== Segment start ==

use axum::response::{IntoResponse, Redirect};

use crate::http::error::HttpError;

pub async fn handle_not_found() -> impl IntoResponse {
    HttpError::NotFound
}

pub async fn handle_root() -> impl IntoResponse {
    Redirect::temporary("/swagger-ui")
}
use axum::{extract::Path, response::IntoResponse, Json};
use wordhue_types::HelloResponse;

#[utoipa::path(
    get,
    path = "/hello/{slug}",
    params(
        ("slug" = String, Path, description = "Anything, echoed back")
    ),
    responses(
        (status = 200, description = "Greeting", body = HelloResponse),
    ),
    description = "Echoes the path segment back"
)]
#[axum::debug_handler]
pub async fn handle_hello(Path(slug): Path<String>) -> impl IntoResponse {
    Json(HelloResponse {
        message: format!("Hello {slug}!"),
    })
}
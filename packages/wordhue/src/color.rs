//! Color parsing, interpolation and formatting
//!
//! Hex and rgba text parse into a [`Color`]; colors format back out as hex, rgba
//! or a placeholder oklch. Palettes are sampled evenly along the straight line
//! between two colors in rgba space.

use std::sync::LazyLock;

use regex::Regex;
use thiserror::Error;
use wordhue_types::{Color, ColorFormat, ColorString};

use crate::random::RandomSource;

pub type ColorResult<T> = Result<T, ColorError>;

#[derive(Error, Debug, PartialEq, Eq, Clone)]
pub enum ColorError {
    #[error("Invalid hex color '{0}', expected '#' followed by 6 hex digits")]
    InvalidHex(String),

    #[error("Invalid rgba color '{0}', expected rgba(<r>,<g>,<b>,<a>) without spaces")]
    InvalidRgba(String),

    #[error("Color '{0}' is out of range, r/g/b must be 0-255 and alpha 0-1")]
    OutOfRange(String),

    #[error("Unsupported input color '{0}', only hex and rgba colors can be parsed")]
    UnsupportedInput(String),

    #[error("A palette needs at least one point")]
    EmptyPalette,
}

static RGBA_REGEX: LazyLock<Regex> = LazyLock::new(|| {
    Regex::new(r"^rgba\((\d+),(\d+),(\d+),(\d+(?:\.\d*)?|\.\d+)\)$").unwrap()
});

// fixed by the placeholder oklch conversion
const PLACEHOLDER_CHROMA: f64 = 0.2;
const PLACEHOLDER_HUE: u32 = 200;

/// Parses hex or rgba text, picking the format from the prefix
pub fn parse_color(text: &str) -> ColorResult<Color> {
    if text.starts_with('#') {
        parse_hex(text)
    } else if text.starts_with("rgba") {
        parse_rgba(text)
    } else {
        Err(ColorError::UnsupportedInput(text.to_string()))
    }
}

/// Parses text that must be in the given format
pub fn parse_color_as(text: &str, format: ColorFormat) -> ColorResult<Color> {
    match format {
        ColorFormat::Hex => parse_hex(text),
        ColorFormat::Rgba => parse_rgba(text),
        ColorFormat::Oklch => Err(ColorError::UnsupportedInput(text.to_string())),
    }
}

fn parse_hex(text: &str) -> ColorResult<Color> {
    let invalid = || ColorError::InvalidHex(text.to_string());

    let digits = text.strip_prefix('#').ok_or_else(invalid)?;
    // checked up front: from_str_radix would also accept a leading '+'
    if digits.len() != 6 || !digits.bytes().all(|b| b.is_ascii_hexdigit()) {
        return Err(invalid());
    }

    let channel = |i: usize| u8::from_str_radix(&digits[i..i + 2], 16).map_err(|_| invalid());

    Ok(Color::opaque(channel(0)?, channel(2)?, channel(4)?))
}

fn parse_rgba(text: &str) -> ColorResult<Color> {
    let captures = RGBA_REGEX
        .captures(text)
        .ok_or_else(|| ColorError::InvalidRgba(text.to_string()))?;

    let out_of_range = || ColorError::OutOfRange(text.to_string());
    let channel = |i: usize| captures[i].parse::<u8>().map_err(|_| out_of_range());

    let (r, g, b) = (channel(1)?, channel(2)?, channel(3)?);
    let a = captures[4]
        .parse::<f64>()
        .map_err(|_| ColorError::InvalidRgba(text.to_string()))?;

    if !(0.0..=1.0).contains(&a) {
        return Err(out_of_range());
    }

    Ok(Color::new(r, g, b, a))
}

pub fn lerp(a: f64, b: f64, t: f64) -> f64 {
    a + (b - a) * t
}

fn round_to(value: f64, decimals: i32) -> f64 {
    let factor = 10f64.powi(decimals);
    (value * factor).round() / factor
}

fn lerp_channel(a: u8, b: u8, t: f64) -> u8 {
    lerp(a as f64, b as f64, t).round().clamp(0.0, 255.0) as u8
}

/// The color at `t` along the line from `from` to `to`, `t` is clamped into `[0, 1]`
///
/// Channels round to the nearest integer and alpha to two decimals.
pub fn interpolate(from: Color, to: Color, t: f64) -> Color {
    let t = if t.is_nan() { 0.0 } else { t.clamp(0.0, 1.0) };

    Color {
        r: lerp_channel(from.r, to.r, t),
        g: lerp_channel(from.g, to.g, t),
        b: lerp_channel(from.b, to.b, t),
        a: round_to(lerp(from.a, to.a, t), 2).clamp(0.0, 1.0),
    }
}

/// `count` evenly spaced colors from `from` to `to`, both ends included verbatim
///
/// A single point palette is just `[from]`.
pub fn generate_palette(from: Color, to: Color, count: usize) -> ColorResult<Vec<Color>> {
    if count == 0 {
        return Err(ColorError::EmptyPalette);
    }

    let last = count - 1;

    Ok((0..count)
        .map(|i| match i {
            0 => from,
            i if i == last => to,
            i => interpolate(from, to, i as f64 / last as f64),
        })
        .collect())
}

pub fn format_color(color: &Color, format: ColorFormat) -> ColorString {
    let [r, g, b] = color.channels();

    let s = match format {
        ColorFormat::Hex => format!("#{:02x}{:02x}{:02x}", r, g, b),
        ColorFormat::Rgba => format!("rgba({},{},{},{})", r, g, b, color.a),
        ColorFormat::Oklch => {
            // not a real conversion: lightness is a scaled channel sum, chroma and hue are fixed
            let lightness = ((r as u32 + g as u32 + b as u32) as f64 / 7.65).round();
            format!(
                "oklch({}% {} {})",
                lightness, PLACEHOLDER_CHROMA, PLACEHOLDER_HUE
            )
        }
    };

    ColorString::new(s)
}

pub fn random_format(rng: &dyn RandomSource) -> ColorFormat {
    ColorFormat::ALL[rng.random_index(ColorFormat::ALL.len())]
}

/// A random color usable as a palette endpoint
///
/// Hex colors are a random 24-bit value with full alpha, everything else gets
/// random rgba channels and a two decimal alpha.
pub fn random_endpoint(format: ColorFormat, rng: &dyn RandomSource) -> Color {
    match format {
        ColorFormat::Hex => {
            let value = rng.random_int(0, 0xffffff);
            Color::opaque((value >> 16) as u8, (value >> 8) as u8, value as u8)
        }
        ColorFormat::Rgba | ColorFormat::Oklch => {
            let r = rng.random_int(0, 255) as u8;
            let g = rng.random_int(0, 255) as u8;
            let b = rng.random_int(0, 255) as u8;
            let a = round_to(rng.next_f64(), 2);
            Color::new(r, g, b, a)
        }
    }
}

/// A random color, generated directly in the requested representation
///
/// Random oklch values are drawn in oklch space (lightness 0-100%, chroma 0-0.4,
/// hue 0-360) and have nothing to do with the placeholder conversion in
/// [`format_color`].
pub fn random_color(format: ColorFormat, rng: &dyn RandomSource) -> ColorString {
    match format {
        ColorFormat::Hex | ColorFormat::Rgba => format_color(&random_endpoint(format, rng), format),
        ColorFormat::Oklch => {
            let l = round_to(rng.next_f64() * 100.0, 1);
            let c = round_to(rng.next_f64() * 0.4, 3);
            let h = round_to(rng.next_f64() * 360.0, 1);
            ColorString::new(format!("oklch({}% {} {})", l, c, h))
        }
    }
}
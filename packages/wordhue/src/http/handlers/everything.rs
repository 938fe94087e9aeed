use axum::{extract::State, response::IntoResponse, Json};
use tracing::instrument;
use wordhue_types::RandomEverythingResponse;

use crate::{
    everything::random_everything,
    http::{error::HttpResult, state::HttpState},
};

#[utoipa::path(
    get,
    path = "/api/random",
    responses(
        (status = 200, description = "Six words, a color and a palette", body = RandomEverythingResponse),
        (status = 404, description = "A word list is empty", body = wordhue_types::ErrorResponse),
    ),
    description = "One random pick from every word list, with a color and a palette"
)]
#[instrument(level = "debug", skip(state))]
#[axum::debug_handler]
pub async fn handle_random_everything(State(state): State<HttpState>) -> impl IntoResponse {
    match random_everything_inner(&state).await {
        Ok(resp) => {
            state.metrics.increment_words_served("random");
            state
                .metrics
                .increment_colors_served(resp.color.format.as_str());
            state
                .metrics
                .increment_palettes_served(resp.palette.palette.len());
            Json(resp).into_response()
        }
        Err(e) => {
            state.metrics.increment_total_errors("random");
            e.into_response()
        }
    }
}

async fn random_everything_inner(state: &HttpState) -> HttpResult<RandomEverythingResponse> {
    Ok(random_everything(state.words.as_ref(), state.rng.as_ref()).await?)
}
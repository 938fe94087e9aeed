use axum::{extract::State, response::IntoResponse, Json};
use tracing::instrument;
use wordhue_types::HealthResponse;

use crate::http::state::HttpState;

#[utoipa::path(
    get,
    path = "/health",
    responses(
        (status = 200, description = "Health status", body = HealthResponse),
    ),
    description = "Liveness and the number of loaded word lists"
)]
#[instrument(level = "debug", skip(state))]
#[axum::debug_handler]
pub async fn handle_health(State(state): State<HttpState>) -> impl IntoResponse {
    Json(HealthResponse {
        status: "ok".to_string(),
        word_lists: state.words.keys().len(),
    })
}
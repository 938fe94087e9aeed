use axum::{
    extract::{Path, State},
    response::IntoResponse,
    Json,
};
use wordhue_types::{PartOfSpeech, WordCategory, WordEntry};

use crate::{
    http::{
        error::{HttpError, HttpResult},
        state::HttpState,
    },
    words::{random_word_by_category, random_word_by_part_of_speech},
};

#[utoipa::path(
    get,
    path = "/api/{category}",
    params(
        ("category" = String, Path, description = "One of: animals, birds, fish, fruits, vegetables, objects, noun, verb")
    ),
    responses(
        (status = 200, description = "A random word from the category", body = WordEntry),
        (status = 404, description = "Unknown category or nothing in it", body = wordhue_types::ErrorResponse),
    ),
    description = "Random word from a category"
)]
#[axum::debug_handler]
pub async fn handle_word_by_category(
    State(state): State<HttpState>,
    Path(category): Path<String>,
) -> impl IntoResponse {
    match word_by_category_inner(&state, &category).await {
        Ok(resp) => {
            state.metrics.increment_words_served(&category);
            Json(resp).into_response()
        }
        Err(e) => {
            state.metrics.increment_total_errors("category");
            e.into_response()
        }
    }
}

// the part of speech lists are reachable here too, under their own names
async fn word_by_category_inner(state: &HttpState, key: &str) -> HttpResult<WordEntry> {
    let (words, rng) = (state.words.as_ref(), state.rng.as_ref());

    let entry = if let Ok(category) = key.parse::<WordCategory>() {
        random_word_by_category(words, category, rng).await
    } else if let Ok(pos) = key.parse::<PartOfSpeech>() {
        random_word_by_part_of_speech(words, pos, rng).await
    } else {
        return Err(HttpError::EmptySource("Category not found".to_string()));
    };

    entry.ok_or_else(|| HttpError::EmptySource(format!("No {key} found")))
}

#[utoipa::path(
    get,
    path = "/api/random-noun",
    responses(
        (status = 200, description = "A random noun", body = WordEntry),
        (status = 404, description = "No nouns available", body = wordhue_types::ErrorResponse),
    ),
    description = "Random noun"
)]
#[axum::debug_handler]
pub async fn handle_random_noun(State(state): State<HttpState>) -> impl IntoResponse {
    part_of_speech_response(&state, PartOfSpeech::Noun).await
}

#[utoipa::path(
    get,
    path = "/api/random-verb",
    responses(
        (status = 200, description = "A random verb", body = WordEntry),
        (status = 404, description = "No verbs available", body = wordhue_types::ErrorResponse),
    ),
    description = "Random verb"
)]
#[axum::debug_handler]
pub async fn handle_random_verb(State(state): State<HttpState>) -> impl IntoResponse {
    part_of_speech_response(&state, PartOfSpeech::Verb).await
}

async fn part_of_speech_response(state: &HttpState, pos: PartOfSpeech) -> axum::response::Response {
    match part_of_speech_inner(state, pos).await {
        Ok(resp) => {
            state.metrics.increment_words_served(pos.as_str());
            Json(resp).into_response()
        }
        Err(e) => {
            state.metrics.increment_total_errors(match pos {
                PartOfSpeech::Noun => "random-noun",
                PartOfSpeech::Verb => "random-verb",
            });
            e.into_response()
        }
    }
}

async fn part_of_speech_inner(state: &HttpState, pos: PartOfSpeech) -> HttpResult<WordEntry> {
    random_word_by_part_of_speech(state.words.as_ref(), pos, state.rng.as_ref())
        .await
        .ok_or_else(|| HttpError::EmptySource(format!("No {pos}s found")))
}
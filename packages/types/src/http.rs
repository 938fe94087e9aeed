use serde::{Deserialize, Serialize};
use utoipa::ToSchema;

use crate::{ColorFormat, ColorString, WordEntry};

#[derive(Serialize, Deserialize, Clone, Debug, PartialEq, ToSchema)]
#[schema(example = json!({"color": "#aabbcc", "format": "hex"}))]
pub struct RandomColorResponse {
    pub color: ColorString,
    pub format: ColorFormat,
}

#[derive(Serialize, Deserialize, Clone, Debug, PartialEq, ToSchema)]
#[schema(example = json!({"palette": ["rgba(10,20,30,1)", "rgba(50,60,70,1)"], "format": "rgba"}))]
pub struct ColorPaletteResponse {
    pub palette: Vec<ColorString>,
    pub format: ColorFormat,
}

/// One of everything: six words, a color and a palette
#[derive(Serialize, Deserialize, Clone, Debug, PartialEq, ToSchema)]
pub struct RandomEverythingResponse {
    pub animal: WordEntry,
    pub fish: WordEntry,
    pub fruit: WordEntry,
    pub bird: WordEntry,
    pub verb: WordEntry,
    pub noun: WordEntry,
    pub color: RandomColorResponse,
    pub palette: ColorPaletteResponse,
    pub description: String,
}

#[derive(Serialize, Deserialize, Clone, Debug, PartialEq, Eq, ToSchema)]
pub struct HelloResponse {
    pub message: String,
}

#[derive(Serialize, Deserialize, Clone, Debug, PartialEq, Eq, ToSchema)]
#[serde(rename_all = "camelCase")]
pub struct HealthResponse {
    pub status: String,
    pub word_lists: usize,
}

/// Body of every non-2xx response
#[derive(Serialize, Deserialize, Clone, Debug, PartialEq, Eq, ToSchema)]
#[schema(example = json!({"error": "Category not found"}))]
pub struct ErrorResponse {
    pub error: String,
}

== Segment end ==

• Brief: Exactly as they stand, please print the lines from the first line of the records above down to the line that includes "expected '#' followed", both of those included and no others.

• Reply to the exercise:
use axum::response::{IntoResponse, Redirect};

use crate::http::error::HttpError;

pub async fn handle_not_found() -> impl IntoResponse {
    HttpError::NotFound
}

pub async fn handle_root() -> impl IntoResponse {
    Redirect::temporary("/swagger-ui")
}
use axum::{extract::Path, response::IntoResponse, Json};
use wordhue_types::HelloResponse;

#[utoipa::path(
    get,
    path = "/hello/{slug}",
    params(
        ("slug" = String, Path, description = "Anything, echoed back")
    ),
    responses(
        (status = 200, description = "Greeting", body = HelloResponse),
    ),
    description = "Echoes the path segment back"
)]
#[axum::debug_handler]
pub async fn handle_hello(Path(slug): Path<String>) -> impl IntoResponse {
    Json(HelloResponse {
        message: format!("Hello {slug}!"),
    })
}
filename packages/wordhue/src/color.rs
//! Color parsing, interpolation and formatting
//!
//! Hex and rgba text parse into a [`Color`]; colors format back out as hex, rgba
//! or a placeholder oklch. Palettes are sampled evenly along the straight line
//! between two colors in rgba space.

use std::sync::LazyLock;

use regex::Regex;
use thiserror::Error;
use wordhue_types::{Color, ColorFormat, ColorString};

use crate::random::RandomSource;

pub type ColorResult<T> = Result<T, ColorError>;

#[derive(Error, Debug, PartialEq, Eq, Clone)]
pub enum ColorError {
    #[error("Invalid hex color '{0}', expected '#' followed by 6 hex digits")]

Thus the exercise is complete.